Same facts. Same document. Different embedding behavior. The YAML blob gets processed as four disconnected tokens with no semantic weight. The natural language sentence gets encoded as a rich set of contextual signals that tell the model what this document is, what it's about, and how it relates to the kind of questions someone might ask.

The gap between the metadata your system knows and the context your embeddings encode is the single biggest free improvement sitting in most RAG pipelines. Almost nobody exploits it.

The Problem With Metadata in Modern RAG

Every serious retrieval system has metadata. Document type, creation date, author, category, topic tags, authority level--the structural information that tells you what a document is as opposed to what it says. This metadata is valuable. Everyone agrees it's valuable. It powers filters, facets, access control, and sorting.

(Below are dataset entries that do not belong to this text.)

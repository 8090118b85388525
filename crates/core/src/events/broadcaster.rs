//! Fan-out of status events.

use chrono::Utc;
use tokio::sync::broadcast;
use tracing::{error, info, warn};

use super::{Severity, StatusEnvelope, StatusEvent};
use crate::orchestrator::TransactionError;

/// Broadcaster for status events using a tokio broadcast channel.
#[derive(Debug, Clone)]
pub struct EventBroadcaster {
    sender: broadcast::Sender<StatusEnvelope>,
}

impl EventBroadcaster {
    /// Create a new broadcaster with the given channel capacity.
    pub fn new(capacity: usize) -> Self {
        let (sender, _) = broadcast::channel(capacity.max(1));
        Self { sender }
    }

    /// Broadcast an event to all subscribers.
    pub fn emit(&self, event: StatusEvent) {
        // Ignore send errors - they just mean no one is listening
        let _ = self.sender.send(StatusEnvelope {
            timestamp: Utc::now(),
            event,
        });
    }

    /// Subscribe to receive events.
    pub fn subscribe(&self) -> broadcast::Receiver<StatusEnvelope> {
        self.sender.subscribe()
    }

    /// Log and broadcast an operator message.
    pub fn message(&self, severity: Severity, text: impl Into<String>) {
        let text = text.into();
        match severity {
            Severity::Info | Severity::Success => info!("{}", text),
            Severity::Warn => warn!("{}", text),
            Severity::Error => error!("{}", text),
        }
        self.emit(StatusEvent::Message {
            severity,
            text,
            error: None,
        });
    }

    /// Log and broadcast an operator-facing error.
    pub fn report(&self, err: TransactionError) {
        let severity = err.severity();
        let text = err.to_string();
        match severity {
            Severity::Info | Severity::Success => info!(retryable = err.is_retryable(), "{}", text),
            Severity::Warn => warn!(retryable = err.is_retryable(), "{}", text),
            Severity::Error => error!(retryable = err.is_retryable(), "{}", text),
        }
        self.emit(StatusEvent::Message {
            severity,
            text,
            error: Some(err),
        });
    }
}

impl Default for EventBroadcaster {
    fn default() -> Self {
        Self::new(256)
    }
}

#[cfg(test)]
mod tests {
    use super::*;

    #[test]
    fn test_emit_without_subscribers_is_ok() {
        let events = EventBroadcaster::new(4);
        events.message(Severity::Info, "nobody listening");
    }

    #[tokio::test]
    async fn test_subscribers_receive_events() {
        let events = EventBroadcaster::new(4);
        let mut rx = events.subscribe();

        events.report(TransactionError::CodeCooldownActive { remaining_secs: 10 });

        let envelope = rx.recv().await.unwrap();
        match envelope.event {
            StatusEvent::Message {
                severity, error, ..
            } => {
                assert_eq!(severity, Severity::Info);
                assert_eq!(
                    error,
                    Some(TransactionError::CodeCooldownActive { remaining_secs: 10 })
                );
            }
            other => panic!("unexpected event {:?}", other),
        }
    }
}
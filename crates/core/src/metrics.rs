//! Prometheus metrics for core components.
//!
//! This module provides metrics for:
//! - Candidate resolution (poll ticks by outcome, match scores)
//! - Challenge solving (attempts per capability)
//! - One-time codes (issuance requests, relay polls)
//! - Submissions and orchestrator restarts

use once_cell::sync::Lazy;
use prometheus::{HistogramOpts, HistogramVec, IntCounter, IntCounterVec, Opts, Registry};

// =============================================================================
// Resolution Metrics
// =============================================================================

/// Resolver poll ticks by outcome.
pub static RESOLUTION_TICKS: Lazy<IntCounterVec> = Lazy::new(|| {
    IntCounterVec::new(
        Opts::new(
            "dropwatch_resolution_ticks_total",
            "Total candidate resolution poll ticks",
        ),
        &["outcome"], // "found", "not_found", "not_yet"
    )
    .unwrap()
});

/// Blended score of resolved candidates.
pub static MATCH_SCORE: Lazy<HistogramVec> = Lazy::new(|| {
    HistogramVec::new(
        HistogramOpts::new(
            "dropwatch_match_score",
            "Distribution of blended scores of resolved candidates",
        )
        .buckets(vec![0.1, 0.2, 0.3, 0.4, 0.5, 0.6, 0.7, 0.8, 0.9, 0.95, 1.0]),
        &[],
    )
    .unwrap()
});

// =============================================================================
// Challenge Metrics
// =============================================================================

/// Challenge solve attempts by capability and result.
pub static CHALLENGE_SOLVES: Lazy<IntCounterVec> = Lazy::new(|| {
    IntCounterVec::new(
        Opts::new(
            "dropwatch_challenge_solves_total",
            "Total challenge solve attempts per capability",
        ),
        &["capability", "result"], // result: "success", "error", "timeout", "invalid"
    )
    .unwrap()
});

// =============================================================================
// One-time Code Metrics
// =============================================================================

/// Code issuance requests by result.
pub static CODE_ISSUANCE: Lazy<IntCounterVec> = Lazy::new(|| {
    IntCounterVec::new(
        Opts::new(
            "dropwatch_code_issuance_total",
            "Total one-time code issuance requests",
        ),
        &["result"], // "accepted", "cooldown", "error"
    )
    .unwrap()
});

/// Relay polls by result.
pub static RELAY_POLLS: Lazy<IntCounterVec> = Lazy::new(|| {
    IntCounterVec::new(
        Opts::new("dropwatch_relay_polls_total", "Total code relay polls"),
        &["result"], // "code", "not_yet", "error"
    )
    .unwrap()
});

// =============================================================================
// Submission Metrics
// =============================================================================

/// Submissions by result.
pub static SUBMISSIONS: Lazy<IntCounterVec> = Lazy::new(|| {
    IntCounterVec::new(
        Opts::new("dropwatch_submissions_total", "Total transaction submissions"),
        &["result"], // "completed", "rejected", "incomplete"
    )
    .unwrap()
});

/// Orchestrator restarts after an internal fault.
pub static FAULT_RESTARTS: Lazy<IntCounter> = Lazy::new(|| {
    IntCounter::new(
        "dropwatch_fault_restarts_total",
        "Total orchestrator restarts after an internal fault",
    )
    .unwrap()
});

// =============================================================================
// Helper functions
// =============================================================================

/// Get all core metrics for registration in a registry.
pub fn all_metrics() -> Vec<Box<dyn prometheus::core::Collector>> {
    vec![
        // Resolution
        Box::new(RESOLUTION_TICKS.clone()),
        Box::new(MATCH_SCORE.clone()),
        // Challenge
        Box::new(CHALLENGE_SOLVES.clone()),
        // Codes
        Box::new(CODE_ISSUANCE.clone()),
        Box::new(RELAY_POLLS.clone()),
        // Submission
        Box::new(SUBMISSIONS.clone()),
        Box::new(FAULT_RESTARTS.clone()),
    ]
}

/// Register every core metric in `registry`.
pub fn register_metrics(registry: &Registry) -> Result<(), prometheus::Error> {
    for metric in all_metrics() {
        registry.register(metric)?;
    }
    Ok(())
}

#[cfg(test)]
mod tests {
    use super::*;

    #[test]
    fn test_register_metrics() {
        let registry = Registry::new();
        register_metrics(&registry).unwrap();

        RESOLUTION_TICKS.with_label_values(&["found"]).inc();
        let families = registry.gather();
        assert!(families
            .iter()
            .any(|f| f.get_name() == "dropwatch_resolution_ticks_total"));
    }

    #[test]
    fn test_double_registration_is_error() {
        let registry = Registry::new();
        register_metrics(&registry).unwrap();
        assert!(register_metrics(&registry).is_err());
    }
}
//! Fixed-interval polling of the code relay.

use std::sync::Arc;
use std::time::Duration;

use chrono::Utc;
use tokio::sync::mpsc;
use tokio::task::JoinHandle;
use tracing::{debug, info, warn};

use super::types::{CodePoll, OneTimeCode};
use super::{CodeRelay, RelayError};
use crate::cancel::CancelToken;
use crate::metrics;

/// Polls a [`CodeRelay`] for one recipient.
pub struct CodeRelayPoller {
    relay: Arc<dyn CodeRelay>,
    recipient_id: String,
    interval: Duration,
}

impl CodeRelayPoller {
    pub fn new(relay: Arc<dyn CodeRelay>, recipient_id: impl Into<String>, interval: Duration) -> Self {
        Self {
            relay,
            recipient_id: recipient_id.into(),
            interval,
        }
    }

    pub fn recipient_id(&self) -> &str {
        &self.recipient_id
    }

    /// Ask the relay once.
    pub async fn poll_once(&self) -> Result<Option<OneTimeCode>, RelayError> {
        let poll = self.relay.poll_issued_code(&self.recipient_id).await;
        let label = match &poll {
            Ok(CodePoll::Code(_)) => "code",
            Ok(CodePoll::NotYetAvailable) => "not_yet",
            Err(_) => "error",
        };
        metrics::RELAY_POLLS.with_label_values(&[label]).inc();

        match poll? {
            CodePoll::Code(code) => {
                let code = code.trim().to_string();
                if code.is_empty() {
                    return Ok(None);
                }
                Ok(Some(OneTimeCode {
                    recipient: self.recipient_id.clone(),
                    code,
                    received_at: Utc::now(),
                }))
            }
            CodePoll::NotYetAvailable => Ok(None),
        }
    }

    /// Spawn the poll loop.
    ///
    /// Polls immediately, then every interval. Each new code is passed through
    /// `wrap` and sent on `tx`; a code identical to the previous one is not
    /// sent again. Relay errors are logged and polling continues. The loop
    /// ends when `token` is cancelled or the receiver is gone, and drops any
    /// result that arrives after cancellation.
    pub fn spawn<M, F>(
        self: Arc<Self>,
        mut token: CancelToken,
        tx: mpsc::Sender<M>,
        wrap: F,
    ) -> JoinHandle<()>
    where
        M: Send + 'static,
        F: Fn(OneTimeCode) -> M + Send + 'static,
    {
        tokio::spawn(async move {
            info!(relay = %self.relay.name(), "Code relay polling started");
            let mut last_code: Option<String> = None;

            loop {
                if token.is_cancelled() {
                    break;
                }

                let result = tokio::select! {
                    biased;
                    _ = token.cancelled() => break,
                    result = self.poll_once() => result,
                };

                if token.is_cancelled() {
                    debug!("Discarding relay poll result after cancellation");
                    break;
                }

                match result {
                    Ok(Some(code)) if last_code.as_deref() != Some(code.code.as_str()) => {
                        last_code = Some(code.code.clone());
                        if tx.send(wrap(code)).await.is_err() {
                            break;
                        }
                    }
                    Ok(_) => {}
                    Err(e) => warn!(error = %e, "Code relay poll failed"),
                }

                tokio::select! {
                    _ = token.cancelled() => break,
                    _ = tokio::time::sleep(self.interval) => {}
                }
            }

            info!("Code relay polling stopped");
        })
    }
}

#[cfg(test)]
mod tests {
    use super::*;
    use crate::cancel::cancel_pair;
    use crate::testing::MockCodeRelay;

    #[tokio::test]
    async fn test_poll_once() {
        let relay = Arc::new(MockCodeRelay::new());
        let poller = CodeRelayPoller::new(relay.clone(), "0912", Duration::from_millis(10));

        assert!(poller.poll_once().await.unwrap().is_none());

        relay.push_code("12345").await;
        let code = poller.poll_once().await.unwrap().unwrap();
        assert_eq!(code.code, "12345");
        assert_eq!(code.recipient, "0912");
        assert_eq!(relay.polled_recipients().await, vec!["0912", "0912"]);
    }

    #[tokio::test]
    async fn test_loop_dedupes_and_survives_errors() {
        let relay = Arc::new(MockCodeRelay::new());
        relay.push_error(RelayError::Request("connection refused".to_string())).await;
        relay.push_code("1111").await;
        relay.push_code("1111").await;
        relay.push_code("2222").await;

        let poller = Arc::new(CodeRelayPoller::new(relay.clone(), "0912", Duration::from_millis(5)));
        let (handle, token) = cancel_pair();
        let (tx, mut rx) = mpsc::channel(8);
        let task = poller.spawn(token, tx, |code| code.code);

        assert_eq!(rx.recv().await.unwrap(), "1111");
        assert_eq!(rx.recv().await.unwrap(), "2222");

        handle.cancel();
        tokio::time::timeout(Duration::from_secs(1), task)
            .await
            .unwrap()
            .unwrap();
    }

    #[tokio::test]
    async fn test_cancel_mid_poll_drops_result() {
        let relay = Arc::new(MockCodeRelay::new());
        relay.push_code("9999").await;
        relay.set_delay(Duration::from_millis(100)).await;

        let poller = Arc::new(CodeRelayPoller::new(relay.clone(), "0912", Duration::from_millis(5)));
        let (handle, token) = cancel_pair();
        let (tx, mut rx) = mpsc::channel::<OneTimeCode>(8);
        let task = poller.spawn(token, tx, |code| code);

        tokio::time::sleep(Duration::from_millis(20)).await;
        handle.cancel();

        tokio::time::timeout(Duration::from_secs(1), task)
            .await
            .unwrap()
            .unwrap();
        assert!(rx.recv().await.is_none());
    }
}
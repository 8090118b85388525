//! One-time-code acquisition.
//!
//! Two independent halves:
//! - [`CodeIssuer`] asks upstream to send a code, rate-limited by a single
//!   persisted cooldown timestamp.
//! - [`CodeRelayPoller`] polls a relay (a [`CodeRelay`]) until the delivered
//!   code shows up.

mod config;
mod http;
mod issuer;
mod poller;
mod types;

pub use config::{HttpRelayConfig, RelayConfig};
pub use http::HttpCodeRelay;
pub use issuer::CodeIssuer;
pub use poller::CodeRelayPoller;
pub use types::{CodePoll, IssuanceOutcome, OneTimeCode};

use async_trait::async_trait;
use thiserror::Error;

use crate::gateway::GatewayError;
use crate::settings::SettingsError;

/// Errors from code issuance or relay polling.
#[derive(Debug, Error)]
pub enum RelayError {
    /// Relay could not be reached.
    #[error("relay request failed: {0}")]
    Request(String),

    /// Relay answered with something unexpected.
    #[error("invalid relay response: {0}")]
    InvalidResponse(String),

    /// Upstream refused or failed the issuance request.
    #[error("code issuance failed: {0}")]
    Issuance(#[from] GatewayError),

    /// Cooldown timestamp could not be read or written.
    #[error("settings error: {0}")]
    Settings(#[from] SettingsError),
}

/// A relay that exposes the latest code delivered to a recipient.
#[async_trait]
pub trait CodeRelay: Send + Sync {
    /// Name of this relay for logging.
    fn name(&self) -> &str;

    /// Latest code for `recipient_id`, if one has arrived.
    async fn poll_issued_code(&self, recipient_id: &str) -> Result<CodePoll, RelayError>;
}
//! Tracing subscriber bootstrap.

use anyhow::{anyhow, Context, Result};
use serde::{Deserialize, Serialize};
use tracing_subscriber::{fmt, layer::SubscriberExt, util::SubscriberInitExt, EnvFilter};

/// Output format of the fmt layer.
#[derive(Debug, Clone, Copy, Default, PartialEq, Eq, Serialize, Deserialize)]
#[serde(rename_all = "lowercase")]
pub enum LogFormat {
    #[default]
    Pretty,
    Json,
}

/// Logging configuration.
#[derive(Debug, Clone, Serialize, Deserialize)]
pub struct LoggingConfig {
    /// Filter directive used when `RUST_LOG` is not set.
    #[serde(default = "default_level")]
    pub level: String,

    #[serde(default)]
    pub format: LogFormat,
}

fn default_level() -> String {
    "info".to_string()
}

impl Default for LoggingConfig {
    fn default() -> Self {
        Self {
            level: default_level(),
            format: LogFormat::default(),
        }
    }
}

/// Build the filter: `RUST_LOG` wins over the configured level.
fn env_filter(config: &LoggingConfig) -> Result<EnvFilter> {
    match EnvFilter::try_from_default_env() {
        Ok(filter) => Ok(filter),
        Err(_) => EnvFilter::try_new(&config.level)
            .with_context(|| format!("invalid log level directive {:?}", config.level)),
    }
}

/// Install the global tracing subscriber.
///
/// Fails if the level directive is invalid or a subscriber is already set.
pub fn init_logging(config: &LoggingConfig) -> Result<()> {
    let filter = env_filter(config)?;
    let registry = tracing_subscriber::registry().with(filter);

    let result = match config.format {
        LogFormat::Pretty => registry.with(fmt::layer()).try_init(),
        LogFormat::Json => registry.with(fmt::layer().json()).try_init(),
    };

    result.map_err(|e| anyhow!("failed to initialise logging: {}", e))
}

#[cfg(test)]
mod tests {
    use super::*;

    #[test]
    fn test_default_config() {
        let config = LoggingConfig::default();
        assert_eq!(config.level, "info");
        assert_eq!(config.format, LogFormat::Pretty);
    }

    #[test]
    fn test_deserialize_json_format() {
        let config: LoggingConfig = toml::from_str(
            r#"
            level = "dropwatch_core=debug"
            format = "json"
        "#,
        )
        .unwrap();
        assert_eq!(config.level, "dropwatch_core=debug");
        assert_eq!(config.format, LogFormat::Json);
    }

    #[test]
    fn test_second_init_is_an_error() {
        let config = LoggingConfig::default();
        // Another test in this binary may have installed a subscriber first.
        let _ = init_logging(&config);
        assert!(init_logging(&config).is_err());
    }
}
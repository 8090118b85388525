//! Mock solving capability for testing.

use async_trait::async_trait;
use std::collections::VecDeque;
use std::sync::Arc;
use std::time::Duration;
use tokio::sync::RwLock;

use crate::challenge::{ChallengeArtifact, ChallengeError, SolvingCapability};

/// Mock implementation of the SolvingCapability trait.
///
/// Queued responses are returned first, then the default response.
/// Every call records the token of the artifact it was given.
#[derive(Debug)]
pub struct MockSolvingCapability {
    name: String,
    queued: Arc<RwLock<VecDeque<Result<String, ChallengeError>>>>,
    default_response: Arc<RwLock<Result<String, ChallengeError>>>,
    delay: Arc<RwLock<Option<Duration>>>,
    calls: Arc<RwLock<Vec<String>>>,
}

impl MockSolvingCapability {
    fn with_default(name: &str, default_response: Result<String, ChallengeError>) -> Self {
        Self {
            name: name.to_string(),
            queued: Arc::new(RwLock::new(VecDeque::new())),
            default_response: Arc::new(RwLock::new(default_response)),
            delay: Arc::new(RwLock::new(None)),
            calls: Arc::new(RwLock::new(Vec::new())),
        }
    }

    /// Capability that always answers `answer`.
    pub fn with_answer(name: &str, answer: &str) -> Self {
        Self::with_default(name, Ok(answer.to_string()))
    }

    /// Capability that always fails with `reason`.
    pub fn failing(name: &str, reason: &str) -> Self {
        Self::with_default(
            name,
            Err(ChallengeError::Capability {
                name: name.to_string(),
                reason: reason.to_string(),
            }),
        )
    }

    /// Queue a response returned before the default one.
    pub async fn push_response(&self, response: Result<String, ChallengeError>) {
        self.queued.write().await.push_back(response);
    }

    /// Replace the default response.
    pub async fn set_default_response(&self, response: Result<String, ChallengeError>) {
        *self.default_response.write().await = response;
    }

    /// Delay every call by `delay`.
    pub async fn set_delay(&self, delay: Duration) {
        *self.delay.write().await = Some(delay);
    }

    pub async fn call_count(&self) -> usize {
        self.calls.read().await.len()
    }

    /// Artifact tokens this capability was asked to solve, in order.
    pub async fn solved_tokens(&self) -> Vec<String> {
        self.calls.read().await.clone()
    }
}

#[async_trait]
impl SolvingCapability for MockSolvingCapability {
    fn name(&self) -> &str {
        &self.name
    }

    async fn solve(&self, artifact: &ChallengeArtifact) -> Result<String, ChallengeError> {
        self.calls.write().await.push(artifact.token.clone());

        let delay = *self.delay.read().await;
        if let Some(delay) = delay {
            tokio::time::sleep(delay).await;
        }

        if let Some(response) = self.queued.write().await.pop_front() {
            return response;
        }
        self.default_response.read().await.clone()
    }
}
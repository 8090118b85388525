//! Catalog data types.

use chrono::{DateTime, Utc};
use serde::{Deserialize, Serialize};

/// One purchasable item as listed by the upstream catalog.
#[derive(Debug, Clone, PartialEq, Serialize, Deserialize)]
pub struct CatalogEntry {
    /// Opaque upstream identifier, used for every later request.
    pub entry_id: String,
    /// Main display label (e.g. the sale title).
    pub primary_label: String,
    /// Secondary label (e.g. the model/trim name).
    #[serde(default)]
    pub secondary_label: String,
    /// Any other upstream attributes needed by the gateway at submission time.
    #[serde(default, skip_serializing_if = "serde_json::Value::is_null")]
    pub attributes: serde_json::Value,
}

impl CatalogEntry {
    /// Create an entry with no extra attributes.
    pub fn new(
        entry_id: impl Into<String>,
        primary_label: impl Into<String>,
        secondary_label: impl Into<String>,
    ) -> Self {
        Self {
            entry_id: entry_id.into(),
            primary_label: primary_label.into(),
            secondary_label: secondary_label.into(),
            attributes: serde_json::Value::Null,
        }
    }

    /// Both labels joined by a single space, as used for matching.
    pub fn combined_label(&self) -> String {
        format!("{} {}", self.primary_label, self.secondary_label)
    }

    /// Label suitable for operator messages.
    pub fn display_label(&self) -> &str {
        if self.secondary_label.trim().is_empty() {
            &self.primary_label
        } else {
            &self.secondary_label
        }
    }
}

/// All entries fetched in one upstream call, in upstream order.
#[derive(Debug, Clone, Serialize, Deserialize)]
pub struct CatalogSnapshot {
    pub entries: Vec<CatalogEntry>,
    pub fetched_at: DateTime<Utc>,
}

impl CatalogSnapshot {
    /// Wrap entries fetched just now.
    pub fn new(entries: Vec<CatalogEntry>) -> Self {
        Self {
            entries,
            fetched_at: Utc::now(),
        }
    }

    pub fn is_empty(&self) -> bool {
        self.entries.is_empty()
    }

    pub fn len(&self) -> usize {
        self.entries.len()
    }
}

#[cfg(test)]
mod tests {
    use super::*;

    #[test]
    fn test_combined_label() {
        let entry = CatalogEntry::new("1", "Model X", "Deluxe Trim");
        assert_eq!(entry.combined_label(), "Model X Deluxe Trim");
    }

    #[test]
    fn test_display_label_prefers_secondary() {
        let entry = CatalogEntry::new("1", "Spring sale", "Model X");
        assert_eq!(entry.display_label(), "Model X");

        let entry = CatalogEntry::new("1", "Model X", "");
        assert_eq!(entry.display_label(), "Model X");
    }

    #[test]
    fn test_entry_deserialize_minimal() {
        let json = r#"{"entry_id": "42", "primary_label": "Model X"}"#;
        let entry: CatalogEntry = serde_json::from_str(json).unwrap();
        assert_eq!(entry.entry_id, "42");
        assert_eq!(entry.secondary_label, "");
        assert!(entry.attributes.is_null());
    }

    #[test]
    fn test_snapshot_len() {
        let snapshot = CatalogSnapshot::new(vec![CatalogEntry::new("1", "a", "b")]);
        assert_eq!(snapshot.len(), 1);
        assert!(!snapshot.is_empty());
        assert!(CatalogSnapshot::new(vec![]).is_empty());
    }
}
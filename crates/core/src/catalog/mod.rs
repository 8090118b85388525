//! Upstream catalog abstraction.
//!
//! A [`CatalogSource`] returns the whole list of currently purchasable entries
//! in one call. Snapshots are never mutated; the next poll supersedes them.

mod types;

pub use types::*;

use async_trait::async_trait;
use thiserror::Error;

/// Errors that can occur while fetching a catalog snapshot.
#[derive(Debug, Error)]
pub enum CatalogError {
    /// Network or transport failure.
    #[error("catalog request failed: {0}")]
    Request(String),

    /// Upstream answered but the body could not be understood.
    #[error("invalid catalog response: {0}")]
    InvalidResponse(String),
}

/// Source of catalog snapshots.
#[async_trait]
pub trait CatalogSource: Send + Sync {
    /// Name of this source for logging.
    fn name(&self) -> &str;

    /// Fetch the full catalog as it is right now. No side effects expected.
    async fn fetch_snapshot(&self) -> Result<CatalogSnapshot, CatalogError>;
}

#[cfg(test)]
mod tests {
    use super::*;

    #[test]
    fn test_error_display() {
        let err = CatalogError::Request("connection reset".to_string());
        assert_eq!(err.to_string(), "catalog request failed: connection reset");

        let err = CatalogError::InvalidResponse("missing field".to_string());
        assert_eq!(err.to_string(), "invalid catalog response: missing field");
    }
}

But here's the thing: your embedding model never sees it.

When you chunk a document, embed it, and store it in a vector store, the embedding is computed from the text content of the chunk. The metadata sits in a separate field--available for post-retrieval filtering, but invisible to the semantic similarity computation that determines what gets retrieved in the first place.

This means your retrieval system has two disconnected brains:

  1. The vector search brain knows what the document says but not what it is.
  2. The metadata filter brain knows what the document is. It only gets consulted after the vector search has already decided what's relevant.

The vector brain retrieves candidates based on semantic similarity. The filter brain then removes candidates that don't match the metadata criteria. This is fine for simple cases--"find documents about bears, but only from the fauna category." The vector search finds bear-related content, the filter removes anything that's not fauna.

But it fails for anything nuanced, because the filter can only remove candidates. It can't boost them. It can't say "this document is not just about bears, it's a canonical bestiary entry about bears, which is exactly what a question about bear taxonomy is looking for." That kind of reasoning requires the metadata to be inside the embedding--part of the semantic representation itself, not an afterthought applied post-retrieval.

What FractalRecall Actually Does

FractalRecall's approach is simple: take the metadata, convert it to a natural language sentence, and prepend it to the chunk before embedding.

That's it. That's the intervention.

A chunk that previously looked like this to the embedding model:

"The Rune-Bear's patrol cycle operates on a 22.4-hour rhythm, following territorial boundaries marked by degraded authentication beacons. When the beacons fire, the creature pauses, waits for a response that will never come, and resumes its circuit."

Now looks like this:

"[Canonical bestiary entry from the post-Glitch era, covering URSA-class autonomous fauna in the Asgard-Midgard border region. Authority: confirmed field observation, verified by Scriptorium-Primus.] The Rune-Bear's patrol cycle operates on a 22.4-hour rhythm, following territorial boundaries marked by degraded authentication beacons. When the beacons fire, the creature pauses, waits for a response that will never come, and resumes its circuit."

Same content. But the embedding model now encodes not just what the text says but what kind of document it comes from, how authoritative it is, and what domain it belongs to.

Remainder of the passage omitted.